ABOUT THIS TASK
When the line with "#[derive(Clone, Copy, Debug, PartialEq, Eq, thiserror::Error)]" is reached, include it and stop; before that, copy each line of the listing exactly from the first.
** INPUT DATA follows **
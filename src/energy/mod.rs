//! Per-side energy economy.
//!
//! Pools are bounded to `[0, max]` at every mutation. Income scales with
//! the round counter through configurable bands; payments either succeed
//! in full or leave the pool untouched.
//!
//! ```
//! use hex_tactics::core::Side;
//! use hex_tactics::energy::EnergyPools;
//!
//! let mut pools = EnergyPools::new(10);
//! pools.gain(Side::Player1, 3);
//! assert!(pools.pay(Side::Player1, 4).is_err());
//! assert_eq!(pools.balance(Side::Player1), 3);
//! pools.pay(Side::Player1, 2).unwrap();
//! assert_eq!(pools.balance(Side::Player1), 1);
//! ```

use serde::{Deserialize, Serialize};

use crate::core::config::IncomeBand;
use crate::core::{Side, SideMap};

/// A payment that could not be covered.
#[derive(Clone, Copy, Debug, PartialEq, Eq, thiserror::Error)]
#[error("insufficient energy: have {have}, need {required}")]
pub struct Shortfall {
    pub have: u32,
    pub required: u32,
}

/// Energy balances of both sides.
#[derive(Clone, Debug, PartialEq, Eq, Serialize, Deserialize)]
pub struct EnergyPools {
    balances: SideMap<u32>,
    max: u32,
}

impl EnergyPools {
    #[must_use]
    pub fn new(max: u32) -> Self {
        Self { balances: SideMap::with_value(0), max }
    }

    #[must_use]
    pub fn balance(&self, side: Side) -> u32 {
        self.balances[side]
    }

    #[must_use]
    pub fn max(&self) -> u32 {
        self.max
    }

    #[must_use]
    pub fn balances(&self) -> &SideMap<u32> {
        &self.balances
    }

    #[must_use]
    pub fn can_pay(&self, side: Side, cost: u32) -> bool {
        self.balances[side] >= cost
    }

    /// Add energy, capped at max. Returns the amount actually added.
    pub fn gain(&mut self, side: Side, amount: u32) -> u32 {
        let before = self.balances[side];
        self.balances[side] = before.saturating_add(amount).min(self.max);
        self.balances[side] - before
    }

    /// Remove energy, floored at zero. Returns the amount actually removed.
    pub fn drain(&mut self, side: Side, amount: u32) -> u32 {
        let before = self.balances[side];
        self.balances[side] = before.saturating_sub(amount);
        before - self.balances[side]
    }

    /// Spend `cost`, or report the shortfall without mutating.
    pub fn pay(&mut self, side: Side, cost: u32) -> Result<(), Shortfall> {
        let have = self.balances[side];
        if have < cost {
            return Err(Shortfall { have, required: cost });
        }
        self.balances[side] = have - cost;
        Ok(())
    }

    /// Opponent loses up to `drain`, `side` gains `gain`; both clamped.
    pub fn siphon(&mut self, side: Side, drain: u32, gain: u32) {
        self.drain(side.opponent(), drain);
        self.gain(side, gain);
    }

    /// Grant the round-scaled income to a side.
    pub fn grant_income(&mut self, side: Side, round: u32, bands: &[IncomeBand]) -> u32 {
        self.gain(side, income_for_round(round, bands))
    }
}

/// Income for `round`: the first band whose `through_round` covers it.
#[must_use]
pub fn income_for_round(round: u32, bands: &[IncomeBand]) -> u32 {
    bands
        .iter()
        .find(|b| b.through_round.map_or(true, |limit| round <= limit))
        .or_else(|| bands.last())
        .map_or(0, |b| b.amount)
}

#[cfg(test)]
mod tests {
    use super::*;
    use crate::core::config::EnergyRules;

    #[test]
    fn test_income_bands() {
        let bands = EnergyRules::default().income;
        let incomes: Vec<_> = (1..=10).map(|r| income_for_round(r, &bands)).collect();
        assert_eq!(incomes, vec![1, 1, 2, 2, 2, 3, 3, 3, 4, 4]);
    }

    #[test]
    fn test_income_caps_at_max() {
        let mut pools = EnergyPools::new(10);
        pools.gain(Side::Player1, 9);
        let added = pools.grant_income(Side::Player1, 9, &EnergyRules::default().income);
        assert_eq!(added, 1);
        assert_eq!(pools.balance(Side::Player1), 10);
    }

    #[test]
    fn test_pay_failure_does_not_mutate() {
        let mut pools = EnergyPools::new(10);
        pools.gain(Side::Player2, 2);
        assert_eq!(pools.pay(Side::Player2, 3), Err(Shortfall { have: 2, required: 3 }));
        assert_eq!(pools.balance(Side::Player2), 2);
    }

    #[test]
    fn test_siphon_clamps_both_ends() {
        let mut pools = EnergyPools::new(10);
        pools.gain(Side::Player1, 10);
        pools.gain(Side::Player2, 1);
        pools.siphon(Side::Player1, 3, 1);
        assert_eq!(pools.balance(Side::Player2), 0);
        assert_eq!(pools.balance(Side::Player1), 10);
    }
}
//! Control-point mode: scoring, round wins, side flips and respawns.
//!
//! ## Scoring
//!
//! After every full turn pair (that is, when player 2 ends its turn), each
//! living token standing on the anchor earns its side 2 points and each on
//! a scoring tile 1 point. Reaching the round target wins the round.
//!
//! ## Rounds
//!
//! A round win resets both progress counters and mirrors the anchor, the
//! scoring tiles and every respawn point horizontally (same row), so sides
//! swap which flank they attack. The first side to the configured number of
//! round wins takes the match.
//!
//! ## Respawns
//!
//! Characters that die in control mode are queued and come back at the
//! start of their owner's next turn.

pub mod respawn;
pub mod scoring;

pub use respawn::{enqueue_respawn, process_respawns};
pub use scoring::score_turn_pair;

use serde::{Deserialize, Serialize};
use smallvec::SmallVec;
use std::collections::BTreeMap;

use crate::board::{Board, TileId};
use crate::core::config::ControlRules;
use crate::core::{CharacterId, SideMap};

/// Control-point sub-state of a match.
#[derive(Clone, Debug, PartialEq, Eq, Serialize, Deserialize)]
#[serde(rename_all = "camelCase")]
pub struct ControlState {
    pub anchor: TileId,
    pub tiles: SmallVec<[TileId; 3]>,
    /// Round wins.
    pub scores: SideMap<u32>,
    /// Points toward the current round.
    pub progress: SideMap<u32>,
    /// Points earned over the whole match.
    pub tally: SideMap<u32>,
    pub round: u32,
    pub respawns: BTreeMap<CharacterId, TileId>,
}

impl ControlState {
    /// Initial layout: the configured anchor plus its neighbours nearest the board centre.
    #[must_use]
    pub fn new(board: &Board, rules: &ControlRules) -> Self {
        Self {
            anchor: rules.anchor,
            tiles: scoring_tiles(board, rules.anchor, rules.max_tiles),
            scores: SideMap::default(),
            progress: SideMap::default(),
            tally: SideMap::default(),
            round: 1,
            respawns: rules.spawns.clone(),
        }
    }

    /// Mirror anchor, scoring tiles and respawn points across the board.
    pub fn mirror(&mut self, board: &Board) {
        if let Some(anchor) = board.mirror_horizontal(self.anchor) {
            self.anchor = anchor;
        }
        for tile in self.tiles.iter_mut().chain(self.respawns.values_mut()) {
            if let Some(m) = board.mirror_horizontal(*tile) {
                *tile = m;
            }
        }
    }

    /// Points a token on `tile` earns per scoring pass.
    #[must_use]
    pub fn points_at(&self, tile: TileId, rules: &ControlRules) -> u32 {
        if tile == self.anchor {
            rules.anchor_points
        } else if self.tiles.contains(&tile) {
            rules.tile_points
        } else {
            0
        }
    }
}

fn scoring_tiles(board: &Board, anchor: TileId, max: usize) -> SmallVec<[TileId; 3]> {
    let center = board.center();
    let mut near: Vec<TileId> = board.neighbors(anchor).to_vec();
    near.sort_by(|a, b| {
        let da = board.position(*a).map_or(f64::MAX, |p| p.distance_sq(center));
        let db = board.position(*b).map_or(f64::MAX, |p| p.distance_sq(center));
        da.total_cmp(&db)
    });
    near.into_iter().take(max).collect()
}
** End of INPUT DATA **
RESULT OF THIS TASK
filename src/energy/mod.rs
//! Per-side energy economy.
//!
//! Pools are bounded to `[0, max]` at every mutation. Income scales with
//! the round counter through configurable bands; payments either succeed
//! in full or leave the pool untouched.
//!
//! ```
//! use hex_tactics::core::Side;
//! use hex_tactics::energy::EnergyPools;
//!
//! let mut pools = EnergyPools::new(10);
//! pools.gain(Side::Player1, 3);
//! assert!(pools.pay(Side::Player1, 4).is_err());
//! assert_eq!(pools.balance(Side::Player1), 3);
//! pools.pay(Side::Player1, 2).unwrap();
//! assert_eq!(pools.balance(Side::Player1), 1);
//! ```

use serde::{Deserialize, Serialize};

use crate::core::config::IncomeBand;
use crate::core::{Side, SideMap};

/// A payment that could not be covered.
#[derive(Clone, Copy, Debug, PartialEq, Eq, thiserror::Error)]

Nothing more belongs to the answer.